My son Sam loves the color pink.
He wore a dress to preschool, spent years pretending he was a princess, and now, as a third-grader, he has long flowing hair and a fondness for all things sparkly. He is a pink boy. Like a tomboy, only different.
Each year in the fall, I speak at the Gender Spectrum Family Conference. I talk about raising my son, writing about my life with him, and what I’ve learned from other parents of gender-nonconforming kids. My son has made unconventional gender choices since he was two years old, when he asked for his first pair of pink tennis shoes, and since then I’ve found comfort in connecting with other parents like myself.
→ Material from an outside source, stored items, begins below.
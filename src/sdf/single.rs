//! Single-channel distance field generator.

use crate::curve::CurvePrimitive;
use crate::geometry::PixelSize;
use crate::gpu::{
    Camera, FIELD_CLEAR, RenderBackend, TargetDesc, TargetId, TextureFilter, with_clear_color,
};

use super::preview::{self, PreviewQuad};
use super::{DistanceFieldMode, DoubleBuffer};

/// Builds one distance field from a batch of curves.
///
/// Each curve is drawn alone into a scratch target, then folded into the
/// accumulated field with a double-buffered combine pass. After
/// [`render`](Self::render) the back buffer holds the finished field.
#[derive(Debug)]
pub struct SdfGenerator {
    size: PixelSize,
    pixel_density: f32,
    filter: TextureFilter,
    curves: Vec<CurvePrimitive>,
    scratch: TargetId,
    buffers: DoubleBuffer,
}

fn scratch_desc(size: PixelSize, filter: TextureFilter) -> TargetDesc {
    TargetDesc::new("field_scratch", size, filter).with_depth()
}

impl SdfGenerator {
    pub fn new(
        backend: &mut dyn RenderBackend,
        size: PixelSize,
        pixel_density: f32,
        filter: TextureFilter,
    ) -> Self {
        Self {
            size,
            pixel_density,
            filter,
            curves: Vec::new(),
            scratch: backend.create_target(&scratch_desc(size, filter)),
            buffers: DoubleBuffer::new(backend, size),
        }
    }

    /// Queue a curve for the next render. Nothing is drawn yet.
    pub fn add(&mut self, curve: CurvePrimitive) {
        self.curves.push(curve);
    }

    /// Curves queued since the last render.
    pub fn queued(&self) -> &[CurvePrimitive] {
        &self.curves
    }

    pub fn size(&self) -> PixelSize {
        self.size
    }

    pub fn pixel_density(&self) -> f32 {
        self.pixel_density
    }

    /// The finished field (the back buffer).
    pub fn texture(&self) -> TargetId {
        self.buffers.back()
    }

    /// Draw every queued curve into a fresh field.
    ///
    /// With nothing queued this does nothing and the previous field stays.
    pub fn render(&mut self, backend: &mut dyn RenderBackend) {
        if self.curves.is_empty() {
            return;
        }
        let camera = Camera::pixels(self.size);
        let scratch = self.scratch;
        let curves = std::mem::take(&mut self.curves);
        let buffers = &mut self.buffers;

        with_clear_color(backend, FIELD_CLEAR, |backend| {
            buffers.clear(backend);
            for curve in &curves {
                backend.clear(scratch);
                backend.draw_curve(scratch, curve, &camera);
                buffers.accumulate(backend, scratch);
                buffers.swap();
            }
        });
    }

    /// Clear the field without drawing anything.
    pub fn clear(&mut self, backend: &mut dyn RenderBackend) {
        self.curves.clear();
        let buffers = &self.buffers;
        with_clear_color(backend, FIELD_CLEAR, |backend| buffers.clear(backend));
    }

    /// Reallocate every target at `size`. Returns `false` (and keeps the
    /// current targets) if the size is unchanged.
    pub fn resize(
        &mut self,
        backend: &mut dyn RenderBackend,
        size: PixelSize,
        pixel_density: f32,
    ) -> bool {
        if size == self.size {
            return false;
        }
        backend.release_target(self.scratch);
        self.scratch = backend.create_target(&scratch_desc(size, self.filter));
        self.buffers.resize(backend, size);
        self.size = size;
        self.pixel_density = pixel_density;
        true
    }

    pub fn release(self, backend: &mut dyn RenderBackend) {
        backend.release_target(self.scratch);
        self.buffers.release(backend);
    }

    pub fn raw_preview(&self) -> PreviewQuad {
        PreviewQuad::raw(self.texture())
    }

    pub fn distance_test_preview(&self) -> PreviewQuad {
        PreviewQuad::distance_test(self.texture(), DistanceFieldMode::Sdf)
    }

    /// Back, front and scratch targets stacked vertically.
    pub fn channels_preview(&self) -> Vec<PreviewQuad> {
        preview::channel_column(&[self.buffers.back(), self.buffers.front(), self.scratch])
    }
}
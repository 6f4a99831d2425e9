//! Small value types shared by the packer, the outline code and the GPU layer.

use std::ops::{Add, Mul, Sub};
use std::str::FromStr;

use thiserror::Error;

/// A 2D point (or vector) in whatever space the caller is working in:
/// font design units, glyph pixels, or atlas pixels.
#[derive(Debug, Clone, Copy, PartialEq, Default)]
pub struct Point {
    pub x: f32,
    pub y: f32,
}

impl Point {
    pub const ZERO: Self = Self { x: 0.0, y: 0.0 };

    pub const fn new(x: f32, y: f32) -> Self {
        Self { x, y }
    }

    /// Linear interpolation between `self` and `other`.
    pub fn lerp(self, other: Self, t: f32) -> Self {
        Self {
            x: self.x + (other.x - self.x) * t,
            y: self.y + (other.y - self.y) * t,
        }
    }

    pub fn is_finite(self) -> bool {
        self.x.is_finite() && self.y.is_finite()
    }
}

impl Add for Point {
    type Output = Self;

    fn add(self, rhs: Self) -> Self {
        Self::new(self.x + rhs.x, self.y + rhs.y)
    }
}

impl Sub for Point {
    type Output = Self;

    fn sub(self, rhs: Self) -> Self {
        Self::new(self.x - rhs.x, self.y - rhs.y)
    }
}

impl Mul<f32> for Point {
    type Output = Self;

    fn mul(self, rhs: f32) -> Self {
        Self::new(self.x * rhs, self.y * rhs)
    }
}

/// Integer pixel dimensions of a render target, atlas region or bin request.
#[derive(Debug, Clone, Copy, PartialEq, Eq, Hash, Default)]
pub struct PixelSize {
    pub width: u32,
    pub height: u32,
}

impl PixelSize {
    pub const fn new(width: u32, height: u32) -> Self {
        Self { width, height }
    }

    /// A square of side `side`.
    pub const fn square(side: u32) -> Self {
        Self::new(side, side)
    }

    /// Width and height swapped (a 90° rotation of the footprint).
    pub const fn transposed(self) -> Self {
        Self::new(self.height, self.width)
    }

    pub const fn is_empty(self) -> bool {
        self.width == 0 || self.height == 0
    }

    pub const fn area(self) -> u64 {
        self.width as u64 * self.height as u64
    }
}

impl std::fmt::Display for PixelSize {
    fn fmt(&self, f: &mut std::fmt::Formatter<'_>) -> std::fmt::Result {
        write!(f, "{}x{}", self.width, self.height)
    }
}

/// Error from parsing a [`PixelSize`].
#[derive(Debug, Clone, PartialEq, Eq, Error)]
#[error("expected WIDTHxHEIGHT or a single side length, got {0:?}")]
pub struct ParseSizeError(pub String);

impl FromStr for PixelSize {
    type Err = ParseSizeError;

    /// Parses `"64x32"`, or `"64"` for a square.
    fn from_str(s: &str) -> Result<Self, Self::Err> {
        let err = || ParseSizeError(s.to_owned());
        let side = |v: &str| v.trim().parse::<u32>().map_err(|_| err());
        match s.split_once(['x', 'X']) {
            Some((w, h)) => Ok(Self::new(side(w)?, side(h)?)),
            None => side(s).map(Self::square),
        }
    }
}

#[cfg(test)]
mod tests {
    use super::{ParseSizeError, PixelSize, Point};

    #[test]
    fn pixel_size_parses_both_forms() {
        assert_eq!("64x32".parse(), Ok(PixelSize::new(64, 32)));
        assert_eq!("8X8".parse(), Ok(PixelSize::square(8)));
        assert_eq!("128".parse(), Ok(PixelSize::square(128)));
        assert_eq!(
            "64x".parse::<PixelSize>(),
            Err(ParseSizeError("64x".to_owned()))
        );
        assert!("-3x4".parse::<PixelSize>().is_err());
    }

    #[test]
    fn pixel_size_display_matches_parse() {
        let size = PixelSize::new(300, 20);
        assert_eq!(size.to_string().parse(), Ok(size));
        assert_eq!(size.area(), 6000);
        assert_eq!(size.transposed(), PixelSize::new(20, 300));
    }

    #[test]
    fn point_lerp_midpoint() {
        let mid = Point::new(0.0, 10.0).lerp(Point::new(4.0, 0.0), 0.5);
        assert_eq!(mid, Point::new(2.0, 5.0));
    }
}
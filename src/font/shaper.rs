//! Text shaping via `rustybuzz`.

use super::FontFace;

/// A shaped glyph positioned along a single line, in pixels.
#[derive(Debug, Clone, Copy, PartialEq)]
pub struct ShapedGlyph {
    /// Glyph ID within the font face (not a Unicode codepoint).
    pub glyph_id: u16,
    /// Byte offset of the cluster this glyph came from.
    pub cluster: u32,
    /// Pen position of the glyph origin.
    pub x: f32,
    pub y: f32,
    pub x_advance: f32,
}

/// Shape `text` as one run at `font_size` pixels.
///
/// Script and direction are guessed from the text, so right-to-left runs
/// come back in visual order. Whitespace is shaped like anything else; its
/// outline is simply empty.
pub fn shape(face: &FontFace, text: &str, font_size: f32) -> Vec<ShapedGlyph> {
    let shaping_face = face.shaping_face();
    let mut buffer = rustybuzz::UnicodeBuffer::new();
    buffer.push_str(text);
    buffer.guess_segment_properties();

    let glyph_buffer = rustybuzz::shape(&shaping_face, &[], buffer);
    let scale = font_size / f32::from(face.units_per_em());

    let mut pen_x = 0.0;
    glyph_buffer
        .glyph_infos()
        .iter()
        .zip(glyph_buffer.glyph_positions())
        .map(|(info, pos)| {
            let glyph = ShapedGlyph {
                glyph_id: info.glyph_id as u16,
                cluster: info.cluster,
                x: pen_x + pos.x_offset as f32 * scale,
                y: pos.y_offset as f32 * scale,
                x_advance: pos.x_advance as f32 * scale,
            };
            pen_x += glyph.x_advance;
            glyph
        })
        .collect()
}
//! Configuration unit tests.

use std::time::Duration;

use super::*;

#[test]
fn default_config_roundtrip() {
    let cfg = Config::default();
    let toml_str = toml::to_string_pretty(&cfg).expect("serialize");
    let parsed = Config::from_toml_str(&toml_str).expect("deserialize");
    assert_eq!(parsed, cfg);
    assert_eq!(parsed.atlas.size, 2048);
    assert_eq!(parsed.field.mode, DistanceFieldMode::Sdf);
    assert_eq!(parsed.field.initial_size, 64);
    assert_eq!(parsed.field.curve_segments, 32);
    assert!(parsed.field.smooth);
    assert!((parsed.field.padding - 6.0).abs() < f32::EPSILON);
    assert_eq!(parsed.schedule.frame_budget_ms, 5);
}

#[test]
fn empty_toml_gives_defaults() {
    let parsed = Config::from_toml_str("").expect("deserialize");
    assert_eq!(parsed, Config::default());
}

#[test]
fn partial_toml_uses_defaults() {
    let toml_str = r#"
[field]
mode = "msdf"
winding = "negative"
"#;
    let parsed = Config::from_toml_str(toml_str).expect("deserialize");
    assert_eq!(parsed.field.mode, DistanceFieldMode::Msdf);
    assert_eq!(parsed.field.winding, Winding::Negative);
    // Other fields should be defaults
    assert_eq!(parsed.field.initial_size, 64);
    assert_eq!(parsed.atlas.size, 2048);
}

#[test]
fn unknown_mode_is_a_parse_error() {
    let err = Config::from_toml_str("[field]\nmode = \"bitmap\"\n").unwrap_err();
    assert!(matches!(err, ConfigError::Parse(_)));
}

#[test]
fn missing_file_is_an_io_error() {
    let err = Config::load(Path::new("/nonexistent/glyphfield.toml")).unwrap_err();
    assert!(matches!(err, ConfigError::Io { .. }));
}

#[test]
fn effective_values_are_clamped() {
    let mut cfg = Config::default();
    cfg.atlas.size = 16;
    cfg.field.pixel_density = 100.0;
    cfg.field.curve_segments = 0;
    cfg.field.padding = -3.0;
    assert_eq!(cfg.atlas.effective_size(), 64);
    assert!((cfg.field.effective_pixel_density() - 8.0).abs() < f32::EPSILON);
    assert_eq!(cfg.field.effective_curve_segments(), 1);
    assert!(cfg.field.effective_padding().abs() < f32::EPSILON);

    cfg.field.pixel_density = f32::NAN;
    assert!((cfg.field.effective_pixel_density() - 1.0).abs() < f32::EPSILON);
}

#[test]
fn smooth_selects_filter() {
    let mut cfg = FieldConfig::default();
    assert_eq!(cfg.filter(), TextureFilter::Linear);
    cfg.smooth = false;
    assert_eq!(cfg.filter(), TextureFilter::Nearest);
}

#[test]
fn cache_settings_follow_config() {
    let toml_str = r#"
[atlas]
size = 1024

[field]
mode = "msdf"
pixel_density = 2.0
smooth = false

[schedule]
frame_budget_ms = 12
"#;
    let settings = Config::from_toml_str(toml_str).unwrap().cache_settings();
    assert_eq!(settings.atlas_size, 1024);
    assert_eq!(settings.mode, DistanceFieldMode::Msdf);
    assert!((settings.pixel_density - 2.0).abs() < f32::EPSILON);
    assert_eq!(settings.filter, TextureFilter::Nearest);
    assert_eq!(settings.frame_budget, Duration::from_millis(12));
}
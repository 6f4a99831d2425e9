use std::path::Path;

use rustybuzz::ttf_parser::OutlineBuilder;

use super::{FontError, FontFace, OutlineCollector, shape};
use crate::outline::{PathCommand, YDirection};

/// A font from the usual Linux locations, if this machine has one.
fn system_font() -> Option<FontFace> {
    [
        "/usr/share/fonts/truetype/dejavu/DejaVuSans.ttf",
        "/usr/share/fonts/dejavu/DejaVuSans.ttf",
        "/usr/share/fonts/TTF/DejaVuSans.ttf",
    ]
    .iter()
    .find_map(|p| FontFace::load(Path::new(p), 0).ok())
}

#[test]
fn collector_records_every_callback() {
    let mut c = OutlineCollector::new(2048);
    c.move_to(0.0, 0.0);
    c.line_to(10.0, 0.0);
    c.quad_to(15.0, 5.0, 10.0, 10.0);
    c.curve_to(8.0, 12.0, 2.0, 12.0, 0.0, 10.0);
    c.close();
    let outline = c.finish();

    assert_eq!(outline.units_per_em, 2048);
    assert_eq!(outline.commands.len(), 5);
    assert!(matches!(outline.commands[2], PathCommand::QuadTo { .. }));
    assert!(matches!(outline.commands[3], PathCommand::CubicTo { .. }));
    assert_eq!(outline.commands[4], PathCommand::Close);
    assert_eq!(outline.segments(YDirection::Up).unwrap().len(), 4);
}

#[test]
fn garbage_bytes_are_not_a_font() {
    let err = FontFace::from_bytes(vec![0u8; 64], 0).unwrap_err();
    assert!(matches!(err, FontError::Parse(_)));
}

#[test]
fn missing_file_is_an_io_error() {
    let err = FontFace::load(Path::new("/nonexistent/font.ttf"), 0).unwrap_err();
    assert!(matches!(err, FontError::Io { .. }));
}

#[test]
fn system_font_outlines_and_shapes() {
    let Some(face) = system_font() else {
        return;
    };
    let glyph_id = face.glyph_index('A').expect("'A' is mapped");
    let outline = face.outline(glyph_id);
    assert!(!outline.is_empty());
    assert!(outline.bounds.is_some());
    assert_eq!(outline.units_per_em, face.units_per_em());

    let space = face.outline(face.glyph_index(' ').expect("space is mapped"));
    assert!(space.is_empty());

    let shaped = shape(&face, "AV", 32.0);
    assert_eq!(shaped.len(), 2);
    assert!(shaped[1].x > shaped[0].x);
    assert_eq!(shaped[0].cluster, 0);
    assert_eq!(shaped[1].cluster, 1);
}
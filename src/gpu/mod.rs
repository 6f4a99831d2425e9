//! GPU seam: the render backend trait the distance-field generators drive,
//! plus the wgpu implementation and a headless recording backend.
//!
//! Render targets live in a backend-owned arena and are referred to by
//! [`TargetId`]. Every operation takes the backend explicitly; nothing here
//! holds global GPU state.

pub mod pipeline;
mod recording;
mod state;
mod uniform_writer;
mod wgpu_backend;

pub use recording::{RecordedCommand, RecordingBackend};
pub use state::{GpuError, GpuState};
pub use wgpu_backend::WgpuBackend;

use crate::curve::CurvePrimitive;
use crate::geometry::PixelSize;

/// Linear RGBA color.
pub type Rgba = [f32; 4];

/// Clear color used for distance-field targets: "no curve here".
pub const FIELD_CLEAR: Rgba = [0.0, 0.0, 0.0, 0.0];

/// Handle to a backend-owned render target.
#[derive(Debug, Clone, Copy, PartialEq, Eq, Hash, PartialOrd, Ord)]
pub struct TargetId(pub u32);

impl TargetId {
    pub const fn index(self) -> usize {
        self.0 as usize
    }
}

/// Sampling filter for a target when it is read by a later pass.
#[derive(Debug, Clone, Copy, PartialEq, Eq, Hash, Default)]
pub enum TextureFilter {
    Nearest,
    #[default]
    Linear,
}

/// Parameters for [`RenderBackend::create_target`].
#[derive(Debug, Clone, Copy, PartialEq, Eq)]
pub struct TargetDesc {
    pub label: &'static str,
    pub size: PixelSize,
    pub filter: TextureFilter,
    /// Attach a depth buffer so overlapping ribbon triangles keep the
    /// sample nearest the curve.
    pub depth: bool,
}

impl TargetDesc {
    pub const fn new(label: &'static str, size: PixelSize, filter: TextureFilter) -> Self {
        Self {
            label,
            size,
            filter,
            depth: false,
        }
    }

    #[must_use]
    pub const fn with_depth(mut self) -> Self {
        self.depth = true;
        self
    }
}

/// Pixel rectangle inside a target, origin at the target's first row.
#[derive(Debug, Clone, Copy, PartialEq, Eq, Hash)]
pub struct Viewport {
    pub x: u32,
    pub y: u32,
    pub width: u32,
    pub height: u32,
}

/// Orthographic camera over a pixel-space rectangle `[0, width] x [0, height]`
/// with y growing upward.
#[derive(Debug, Clone, Copy, PartialEq)]
pub struct Camera {
    pub width: f32,
    pub height: f32,
}

impl Camera {
    pub fn pixels(size: PixelSize) -> Self {
        Self {
            width: size.width as f32,
            height: size.height as f32,
        }
    }

    /// Column-major projection matrix mapping camera pixels to clip space.
    #[rustfmt::skip]
    pub fn projection(&self) -> [f32; 16] {
        let w = self.width.max(1.0);
        let h = self.height.max(1.0);
        [
            2.0 / w, 0.0, 0.0, 0.0,
            0.0, 2.0 / h, 0.0, 0.0,
            0.0, 0.0, 1.0, 0.0,
            -1.0, -1.0, 0.0, 1.0,
        ]
    }
}

/// Full-target passes that read other targets.
#[derive(Debug, Clone, Copy, PartialEq, Eq)]
pub enum CombinePass {
    /// Per texel, keep whichever of `previous` and `incoming` lies closer to
    /// a curve. Incoming texels with no coverage leave `previous` intact.
    Accumulate {
        previous: TargetId,
        incoming: TargetId,
    },
    /// Write the first color component of channel `k` into component `k`
    /// of the output.
    MergeChannels { channels: [TargetId; 3] },
}

impl CombinePass {
    /// Every target the pass samples.
    pub fn inputs(&self) -> Vec<TargetId> {
        match *self {
            Self::Accumulate { previous, incoming } => vec![previous, incoming],
            Self::MergeChannels { channels } => channels.to_vec(),
        }
    }
}

/// The rasterization primitive the distance-field pipeline is built on.
///
/// Implementations own every render target and keep a current clear color,
/// which [`clear`](Self::clear) and [`blit`](Self::blit) use.
pub trait RenderBackend {
    fn create_target(&mut self, desc: &TargetDesc) -> TargetId;

    fn release_target(&mut self, target: TargetId);

    /// Size of a live target, `None` once released.
    fn target_size(&self, target: TargetId) -> Option<PixelSize>;

    fn clear_color(&self) -> Rgba;

    fn set_clear_color(&mut self, color: Rgba);

    /// Fill the whole target (and its depth buffer) with the clear color.
    fn clear(&mut self, target: TargetId);

    /// Draw one curve as a distance ribbon.
    fn draw_curve(&mut self, target: TargetId, curve: &CurvePrimitive, camera: &Camera);

    /// Run a combine pass writing every texel of `target`.
    fn combine(&mut self, pass: &CombinePass, target: TargetId);

    /// Copy `source` into `viewport` of `target` (the whole target when
    /// `None`), clearing that region first.
    fn blit(&mut self, source: TargetId, target: TargetId, viewport: Option<Viewport>);
}

/// Run `f` with the backend's clear color set to `color`, restoring the
/// previous color afterwards.
pub fn with_clear_color<B, R>(backend: &mut B, color: Rgba, f: impl FnOnce(&mut B) -> R) -> R
where
    B: RenderBackend + ?Sized,
{
    let saved = backend.clear_color();
    backend.set_clear_color(color);
    let out = f(backend);
    backend.set_clear_color(saved);
    out
}
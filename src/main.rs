use std::path::Path;
use std::process::ExitCode;

use glyphfield::atlas::{GlyphAtlasCache, GlyphRequest};
use glyphfield::config::Config;
use glyphfield::font::{self, FontFace};
use glyphfield::geometry::PixelSize;
use glyphfield::gpu::{GpuState, RecordedCommand, RecordingBackend, RenderBackend, WgpuBackend};
use glyphfield::outline::YDirection;
use glyphfield::packer::BinPacker;

const DEFAULT_FONT_SIZE: f32 = 48.0;

fn main() -> ExitCode {
    env_logger::init();
    let mut args: Vec<String> = std::env::args().skip(1).collect();

    if args.iter().any(|a| a == "--print-config") {
        match toml::to_string_pretty(&Config::default()) {
            Ok(s) => print!("{s}"),
            Err(e) => return fail(&e),
        }
        return ExitCode::SUCCESS;
    }

    if args.iter().any(|a| a == "--version" || a == "-V") {
        println!("glyphfield {}", env!("CARGO_PKG_VERSION"));
        return ExitCode::SUCCESS;
    }

    if args.is_empty() || args.iter().any(|a| a == "--help" || a == "-h") {
        print_help();
        return ExitCode::SUCCESS;
    }

    let config = match take_config(&mut args) {
        Ok(c) => c,
        Err(e) => return fail(&e),
    };

    let result = match args.first().map(String::as_str) {
        Some("pack") => pack(&args[1..]),
        Some("trace") => trace(&config, &args[1..]),
        Some("bake") => bake(&config, &args[1..]),
        Some(other) => Err(format!("unknown command {other:?}, see --help")),
        None => Err("missing command, see --help".to_owned()),
    };
    match result {
        Ok(()) => ExitCode::SUCCESS,
        Err(e) => fail(&e),
    }
}

fn print_help() {
    println!("glyphfield {}", env!("CARGO_PKG_VERSION"));
    println!("GPU signed distance field glyph atlas\n");
    println!("USAGE:");
    println!("    glyphfield [OPTIONS] <COMMAND>\n");
    println!("COMMANDS:");
    println!("    pack <BIN> <WxH>...           Pack rectangles into a bin and print placements");
    println!("    trace <FONT> <TEXT> [SIZE]    Bake text on the recording backend, print UVs");
    println!("    bake <FONT> <TEXT> [SIZE]     Bake text on a headless GPU\n");
    println!("OPTIONS:");
    println!("    --config <PATH>   Load configuration from a TOML file");
    println!("    --print-config    Print the default configuration to stdout");
    println!("    --version, -V     Print version information");
    println!("    --help, -h        Print this help message");
}

fn fail(e: &dyn std::fmt::Display) -> ExitCode {
    eprintln!("error: {e}");
    ExitCode::FAILURE
}

/// Remove `--config <path>` from `args` and load it, or use defaults.
fn take_config(args: &mut Vec<String>) -> Result<Config, String> {
    let Some(pos) = args.iter().position(|a| a == "--config") else {
        return Ok(Config::default());
    };
    let path = args
        .get(pos + 1)
        .cloned()
        .ok_or("--config needs a path")?;
    args.drain(pos..=pos + 1);
    Config::load(Path::new(&path)).map_err(|e| e.to_string())
}

fn pack(args: &[String]) -> Result<(), String> {
    let (bin, sizes) = args.split_first().ok_or("pack needs a bin size")?;
    let bin: PixelSize = bin.parse::<PixelSize>().map_err(|e| e.to_string())?;
    let mut packer = BinPacker::new(bin.width, bin.height);

    for arg in sizes {
        let size: PixelSize = arg.parse::<PixelSize>().map_err(|e| e.to_string())?;
        match packer.reserve(size, true) {
            Ok(p) => println!("{size} -> ({}, {}) {} {:?}", p.x, p.y, p.size, p.rotation),
            Err(e) => println!("{size} -> {e}"),
        }
    }
    let frontier: Vec<String> = packer.frontier().map(|(x, y)| format!("({x}, {y})")).collect();
    println!("frontier: {}", frontier.join(" "));
    Ok(())
}

/// Font path, text and size from `<FONT> <TEXT> [SIZE]`.
fn text_args(args: &[String]) -> Result<(FontFace, &str, f32), String> {
    let [font_path, text, rest @ ..] = args else {
        return Err("expected <FONT> <TEXT> [SIZE]".to_owned());
    };
    let size = match rest.first() {
        Some(s) => s.parse().map_err(|_| format!("invalid size {s:?}"))?,
        None => DEFAULT_FONT_SIZE,
    };
    let face = FontFace::load(Path::new(font_path), 0).map_err(|e| e.to_string())?;
    Ok((face, text.as_str(), size))
}

/// Shape `text`, request every glyph and drain frame by frame until the
/// queue is empty. Returns the number of frames it took.
fn bake_text(
    backend: &mut dyn RenderBackend,
    config: &Config,
    face: &FontFace,
    text: &str,
    size: f32,
) -> (GlyphAtlasCache, usize) {
    let mut cache = GlyphAtlasCache::new(backend, config.cache_settings());
    let padding = config.field.effective_padding();

    for glyph in font::shape(face, text, size) {
        let outline = face.outline(glyph.glyph_id);
        let request = GlyphRequest {
            font_id: 0,
            font_index: face.index(),
            glyph_id: glyph.glyph_id,
            font_size: size,
            padding,
            y_direction: YDirection::Up,
            outline: &outline,
        };
        let uv = cache.request_glyph_or_empty(&request);
        println!(
            "glyph {:>5} at x={:>8.2}  uv {:?}",
            glyph.glyph_id,
            glyph.x,
            uv.corners()
        );
    }

    let mut frames = 0;
    while cache.pending() > 0 {
        let report = cache.drain_frame(backend);
        frames += 1;
        if report.failed > 0 {
            println!("frame {frames}: {} glyphs failed", report.failed);
        }
    }
    (cache, frames)
}

fn trace(config: &Config, args: &[String]) -> Result<(), String> {
    let (face, text, size) = text_args(args)?;
    let mut backend = RecordingBackend::new();
    let (cache, frames) = bake_text(&mut backend, config, &face, text, size);

    let count = |f: fn(&RecordedCommand) -> bool| backend.count(f);
    println!("glyphs cached: {} in {frames} frame(s)", cache.len());
    println!(
        "curves drawn: {}",
        count(|c| matches!(c, RecordedCommand::DrawCurve { .. }))
    );
    println!(
        "combine passes: {}",
        count(|c| matches!(c, RecordedCommand::Combine { .. }))
    );
    println!(
        "atlas blits: {}",
        count(|c| matches!(c, RecordedCommand::Blit { .. }))
    );
    println!("live targets: {}", backend.live_targets());
    Ok(())
}

fn bake(config: &Config, args: &[String]) -> Result<(), String> {
    let (face, text, size) = text_args(args)?;
    let gpu = GpuState::new_headless().map_err(|e| e.to_string())?;
    let mut backend = WgpuBackend::new(&gpu, config.field.effective_curve_segments());
    let (cache, frames) = bake_text(&mut backend, config, &face, text, size);
    println!("glyphs cached: {} in {frames} frame(s)", cache.len());
    cache.release(&mut backend);
    Ok(())
}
Much of the focus of the Gender Spectrum conferences, so far, has been geared toward parents of transgender kids—children who insist, consistently and persistently, that the body they were born in does not reflect their true gender. There’s been less space devoted to boys who, like Sam, are happy with their bodies but prefer the clothes, manner of play, toys, and playmates (not to mention accessories) typically associated with girls. While this “cross-gender” play is socially acceptable for girls (no one bats an eye when a girl wants to play soccer or wear a pair of jeans), it isn’t—yet—for boys.
I encouraged the parents who came to my workshop to just talk, and to listen to each other. We compared notes about our kids being hassled in the bathroom, confusion in the classroom and on the playground, conflicts with school administrators, trouble with pronouns, talking to family members who don’t understand. Parents shared resources and ideas and support, talking more about their successes than their failures.
As we talked, it dawned on me that I’d unconsciously expected the discussion to be a depressing one, as we reviewed all the ways that we’d fought and lost trying to make space for our kids to be themselves. What surprised me is how much progress parents are actually making in homes and schools across this continent to broaden the definition of what it means to be a girl or a boy in an otherwise binary world.
And what I clearly saw was how much love these parents have for their kids, how hard it is to exist in the not-knowing about where their children are headed, and how little they think they know—and how much they really do know.
And what we all learned was this: we are not alone.